* PROBLEM TO SOLVE
In full and without deviation, reproduce the records that follow.

Stored data entries:
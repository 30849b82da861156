use std::collections::BTreeMap;
use std::fmt;

use chrono::Datelike;
use serde::{Deserialize, Serialize};

use crate::slots::canonical_brand;

/// Reserved metric name resolved from `Candidate::price`.
pub const METRIC_PRICE: &str = "price";
/// Reserved metric name resolved from `Candidate::launch` as a month ordinal.
pub const METRIC_LAUNCH_RECENCY: &str = "launch_recency";

/// Year and month a model first went on sale.
#[derive(Debug, Clone, Copy, PartialEq, Eq, PartialOrd, Ord, Hash, Serialize, Deserialize)]
#[serde(try_from = "String", into = "String")]
pub struct LaunchPeriod {
    year: i32,
    month: u32,
}

impl LaunchPeriod {
    pub fn new(year: i32, month: u32) -> Option<Self> {
        if (1..=12).contains(&month) && year > 0 {
            Some(Self { year, month })
        } else {
            None
        }
    }

    /// Parse `YYYY-MM`, `YYYY/MM`, `YYYY-MM-DD` or a bare `YYYY`.
    /// Anything else is treated as unknown.
    pub fn parse(input: &str) -> Option<Self> {
        let s = input.trim();
        if s.is_empty() {
            return None;
        }
        let mut parts = s.split(['-', '/']);
        let year: i32 = parts.next()?.trim().parse().ok()?;
        if !(1000..=9999).contains(&year) {
            return None;
        }
        let month = match parts.next() {
            Some(m) => m.trim().parse().ok()?,
            None => 1,
        };
        Self::new(year, month)
    }

    /// The current calendar month in local time.
    pub fn current() -> Self {
        let now = chrono::Local::now();
        Self {
            year: now.year(),
            month: now.month(),
        }
    }

    pub fn year(&self) -> i32 {
        self.year
    }

    pub fn month(&self) -> u32 {
        self.month
    }

    /// Months since year 0, used for range normalization and age math.
    pub fn ordinal(&self) -> i64 {
        self.year as i64 * 12 + (self.month as i64 - 1)
    }

    /// How many whole months `self` lies before `now` (negative if after).
    pub fn months_before(&self, now: LaunchPeriod) -> i64 {
        now.ordinal() - self.ordinal()
    }
}

impl fmt::Display for LaunchPeriod {
    fn fmt(&self, f: &mut fmt::Formatter<'_>) -> fmt::Result {
        write!(f, "{:04}-{:02}", self.year, self.month)
    }
}

impl TryFrom<String> for LaunchPeriod {
    type Error = String;

    fn try_from(value: String) -> Result<Self, Self::Error> {
        LaunchPeriod::parse(&value).ok_or_else(|| format!("invalid launch period '{}'", value))
    }
}

impl From<LaunchPeriod> for String {
    fn from(value: LaunchPeriod) -> Self {
        value.to_string()
    }
}

/// A single measured or declared metric value.
#[derive(Debug, Clone, Copy, PartialEq, Serialize, Deserialize)]
#[serde(untagged)]
pub enum MetricValue {
    Bool(bool),
    Number(f64),
}

impl MetricValue {
    /// Numeric view used by normalization and penalty comparisons.
    pub fn as_f64(&self) -> f64 {
        match self {
            MetricValue::Bool(b) => {
                if *b {
                    1.0
                } else {
                    0.0
                }
            }
            MetricValue::Number(n) => *n,
        }
    }

    /// Boolean view; any non-zero number counts as true.
    pub fn as_bool(&self) -> bool {
        match self {
            MetricValue::Bool(b) => *b,
            MetricValue::Number(n) => *n != 0.0,
        }
    }
}

impl fmt::Display for MetricValue {
    fn fmt(&self, f: &mut fmt::Formatter<'_>) -> fmt::Result {
        match self {
            MetricValue::Bool(true) => write!(f, "有"),
            MetricValue::Bool(false) => write!(f, "无"),
            MetricValue::Number(n) => write!(f, "{}", n),
        }
    }
}

/// One television eligible for recommendation.
///
/// `price` keeps whatever the data source reported; only
/// [`Candidate::valid_price`] should be used for filtering and scoring so
/// that zero or negative prices behave exactly like a missing price.
#[derive(Debug, Clone, PartialEq, Serialize, Deserialize)]
pub struct Candidate {
    pub brand: String,
    pub model: String,
    pub size_inch: u32,
    #[serde(default)]
    pub price: Option<i64>,
    #[serde(default)]
    pub launch: Option<LaunchPeriod>,
    /// Open metric bag. `None` marks a metric known to be unmeasured.
    #[serde(default)]
    pub metrics: BTreeMap<String, Option<MetricValue>>,
}

impl Candidate {
    pub fn new(brand: impl Into<String>, model: impl Into<String>, size_inch: u32) -> Self {
        Self {
            brand: brand.into(),
            model: model.into(),
            size_inch,
            price: None,
            launch: None,
            metrics: BTreeMap::new(),
        }
    }

    pub fn with_price(mut self, price: i64) -> Self {
        self.price = Some(price);
        self
    }

    pub fn with_launch(mut self, launch: &str) -> Self {
        self.launch = LaunchPeriod::parse(launch);
        self
    }

    pub fn with_metric(mut self, name: &str, value: MetricValue) -> Self {
        self.metrics.insert(name.to_string(), Some(value));
        self
    }

    /// Price usable for filtering; non-positive prices count as unknown.
    pub fn valid_price(&self) -> Option<u32> {
        self.price
            .filter(|p| *p > 0)
            .and_then(|p| u32::try_from(p).ok())
    }

    pub fn launch_year(&self) -> Option<i32> {
        self.launch.map(|l| l.year())
    }

    /// Look up a metric, resolving the reserved derived names.
    pub fn metric(&self, name: &str) -> Option<MetricValue> {
        match name {
            METRIC_PRICE => self.valid_price().map(|p| MetricValue::Number(p as f64)),
            METRIC_LAUNCH_RECENCY => self.launch.map(|l| MetricValue::Number(l.ordinal() as f64)),
            _ => self.metrics.get(name).copied().flatten(),
        }
    }

    /// Product identity for distinct-model checks: canonical brand plus
    /// normalized model name. Size variants share a key.
    pub fn model_key(&self) -> ModelKey {
        ModelKey::new(&self.brand, &self.model)
    }
}

/// Brand-scoped model identity. Two brands may reuse a model string.
#[derive(Debug, Clone, PartialEq, Eq, Hash, PartialOrd, Ord)]
pub struct ModelKey {
    pub brand: String,
    pub model: String,
}

impl ModelKey {
    pub fn new(brand: &str, model: &str) -> Self {
        Self {
            brand: canonical_brand(brand),
            model: model.trim().to_lowercase(),
        }
    }
}
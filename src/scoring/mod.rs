//! Scene scoring for TV candidates.
//!
//! A TOML-driven profile per scene turns a candidate list into scored
//! candidates: per-metric min/max normalization, weighted sum, ordered
//! penalty multipliers, then recency decay.
//!
//! # Example
//!
//! ```ignore
//! use tvpick::candidates::{Candidate, LaunchPeriod};
//! use tvpick::scoring::{default_profiles, ScoringEngine};
//!
//! let engine = ScoringEngine::new(default_profiles());
//! let pool = vec![Candidate::new("TCL", "Q10M", 75).with_price(8999)];
//! let scored = engine.score(pool, "ps5", LaunchPeriod::current())?;
//! ```

mod engine;
mod profiles;
mod types;

pub use engine::{ScoringEngine, DEFAULT_RECENCY_DECAY, DEFAULT_RECENCY_MONTHS};
pub use profiles::{default_profiles, load_profiles};
pub use types::*;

* RESULT OF THIS TASK
repository 30849b82da861156
use std::collections::BTreeMap;
use std::fmt;

use chrono::Datelike;
use serde::{Deserialize, Serialize};

use crate::slots::canonical_brand;

/// Reserved metric name resolved from `Candidate::price`.
pub const METRIC_PRICE: &str = "price";
/// Reserved metric name resolved from `Candidate::launch` as a month ordinal.
pub const METRIC_LAUNCH_RECENCY: &str = "launch_recency";

/// Year and month a model first went on sale.
#[derive(Debug, Clone, Copy, PartialEq, Eq, PartialOrd, Ord, Hash, Serialize, Deserialize)]
#[serde(try_from = "String", into = "String")]
pub struct LaunchPeriod {
    year: i32,
    month: u32,
}

impl LaunchPeriod {
    pub fn new(year: i32, month: u32) -> Option<Self> {
        if (1..=12).contains(&month) && year > 0 {
            Some(Self { year, month })
        } else {
            None
        }
    }

    /// Parse `YYYY-MM`, `YYYY/MM`, `YYYY-MM-DD` or a bare `YYYY`.
    /// Anything else is treated as unknown.
    pub fn parse(input: &str) -> Option<Self> {
        let s = input.trim();
        if s.is_empty() {
            return None;
        }
        let mut parts = s.split(['-', '/']);
        let year: i32 = parts.next()?.trim().parse().ok()?;
        if !(1000..=9999).contains(&year) {
            return None;
        }
        let month = match parts.next() {
            Some(m) => m.trim().parse().ok()?,
            None => 1,
        };
        Self::new(year, month)
    }

    /// The current calendar month in local time.
    pub fn current() -> Self {
        let now = chrono::Local::now();
        Self {
            year: now.year(),
            month: now.month(),
        }
    }

    pub fn year(&self) -> i32 {
        self.year
    }

    pub fn month(&self) -> u32 {
        self.month
    }

    /// Months since year 0, used for range normalization and age math.
    pub fn ordinal(&self) -> i64 {
        self.year as i64 * 12 + (self.month as i64 - 1)
    }

    /// How many whole months `self` lies before `now` (negative if after).
    pub fn months_before(&self, now: LaunchPeriod) -> i64 {
        now.ordinal() - self.ordinal()
    }
}

impl fmt::Display for LaunchPeriod {
    fn fmt(&self, f: &mut fmt::Formatter<'_>) -> fmt::Result {
        write!(f, "{:04}-{:02}", self.year, self.month)
    }
}

impl TryFrom<String> for LaunchPeriod {
    type Error = String;

    fn try_from(value: String) -> Result<Self, Self::Error> {
        LaunchPeriod::parse(&value).ok_or_else(|| format!("invalid launch period '{}'", value))
    }
}

impl From<LaunchPeriod> for String {
    fn from(value: LaunchPeriod) -> Self {
        value.to_string()
    }
}

/// A single measured or declared metric value.
#[derive(Debug, Clone, Copy, PartialEq, Serialize, Deserialize)]
#[serde(untagged)]
pub enum MetricValue {
    Bool(bool),
    Number(f64),
}

impl MetricValue {
    /// Numeric view used by normalization and penalty comparisons.
    pub fn as_f64(&self) -> f64 {
        match self {
            MetricValue::Bool(b) => {
                if *b {
                    1.0
                } else {
                    0.0
                }
            }
            MetricValue::Number(n) => *n,
        }
    }

    /// Boolean view; any non-zero number counts as true.
    pub fn as_bool(&self) -> bool {
        match self {
            MetricValue::Bool(b) => *b,
            MetricValue::Number(n) => *n != 0.0,
        }
    }
}

impl fmt::Display for MetricValue {
    fn fmt(&self, f: &mut fmt::Formatter<'_>) -> fmt::Result {
        match self {
            MetricValue::Bool(true) => write!(f, "有"),
            MetricValue::Bool(false) => write!(f, "无"),
            MetricValue::Number(n) => write!(f, "{}", n),
        }
    }
}

/// One television eligible for recommendation.
///
/// `price` keeps whatever the data source reported; only
/// [`Candidate::valid_price`] should be used for filtering and scoring so
/// that zero or negative prices behave exactly like a missing price.
#[derive(Debug, Clone, PartialEq, Serialize, Deserialize)]
pub struct Candidate {
    pub brand: String,
    pub model: String,
    pub size_inch: u32,
    #[serde(default)]
    pub price: Option<i64>,
    #[serde(default)]
    pub launch: Option<LaunchPeriod>,
    /// Open metric bag. `None` marks a metric known to be unmeasured.
    #[serde(default)]
    pub metrics: BTreeMap<String, Option<MetricValue>>,
}

impl Candidate {
    pub fn new(brand: impl Into<String>, model: impl Into<String>, size_inch: u32) -> Self {
        Self {
            brand: brand.into(),
            model: model.into(),
            size_inch,
            price: None,
            launch: None,
            metrics: BTreeMap::new(),
        }
    }

    pub fn with_price(mut self, price: i64) -> Self {
        self.price = Some(price);
        self
    }

    pub fn with_launch(mut self, launch: &str) -> Self {
        self.launch = LaunchPeriod::parse(launch);
        self
    }

    pub fn with_metric(mut self, name: &str, value: MetricValue) -> Self {
        self.metrics.insert(name.to_string(), Some(value));
        self
    }

    /// Price usable for filtering; non-positive prices count as unknown.
    pub fn valid_price(&self) -> Option<u32> {
        self.price
            .filter(|p| *p > 0)
            .and_then(|p| u32::try_from(p).ok())
    }

    pub fn launch_year(&self) -> Option<i32> {
        self.launch.map(|l| l.year())
    }

    /// Look up a metric, resolving the reserved derived names.
    pub fn metric(&self, name: &str) -> Option<MetricValue> {
        match name {
            METRIC_PRICE => self.valid_price().map(|p| MetricValue::Number(p as f64)),
            METRIC_LAUNCH_RECENCY => self.launch.map(|l| MetricValue::Number(l.ordinal() as f64)),
            _ => self.metrics.get(name).copied().flatten(),
        }
    }

    /// Product identity for distinct-model checks: canonical brand plus
    /// normalized model name. Size variants share a key.
    pub fn model_key(&self) -> ModelKey {
        ModelKey::new(&self.brand, &self.model)
    }
}

/// Brand-scoped model identity. Two brands may reuse a model string.
#[derive(Debug, Clone, PartialEq, Eq, Hash, PartialOrd, Ord)]
pub struct ModelKey {
    pub brand: String,
    pub model: String,
}

impl ModelKey {
    pub fn new(brand: &str, model: &str) -> Self {
        Self {
            brand: canonical_brand(brand),
            model: model.trim().to_lowercase(),
        }
    }
}
filename src/scoring/mod.rs
//! Scene scoring for TV candidates.
//!
//! A TOML-driven profile per scene turns a candidate list into scored
//! candidates: per-metric min/max normalization, weighted sum, ordered
//! penalty multipliers, then recency decay.
//!
//! # Example
//!
//! ```ignore
//! use tvpick::candidates::{Candidate, LaunchPeriod};
//! use tvpick::scoring::{default_profiles, ScoringEngine};
//!
//! let engine = ScoringEngine::new(default_profiles());
//! let pool = vec![Candidate::new("TCL", "Q10M", 75).with_price(8999)];
//! let scored = engine.score(pool, "ps5", LaunchPeriod::current())?;
//! ```

mod engine;
mod profiles;
mod types;

pub use engine::{ScoringEngine, DEFAULT_RECENCY_DECAY, DEFAULT_RECENCY_MONTHS};
pub use profiles::{default_profiles, load_profiles};
pub use types::*;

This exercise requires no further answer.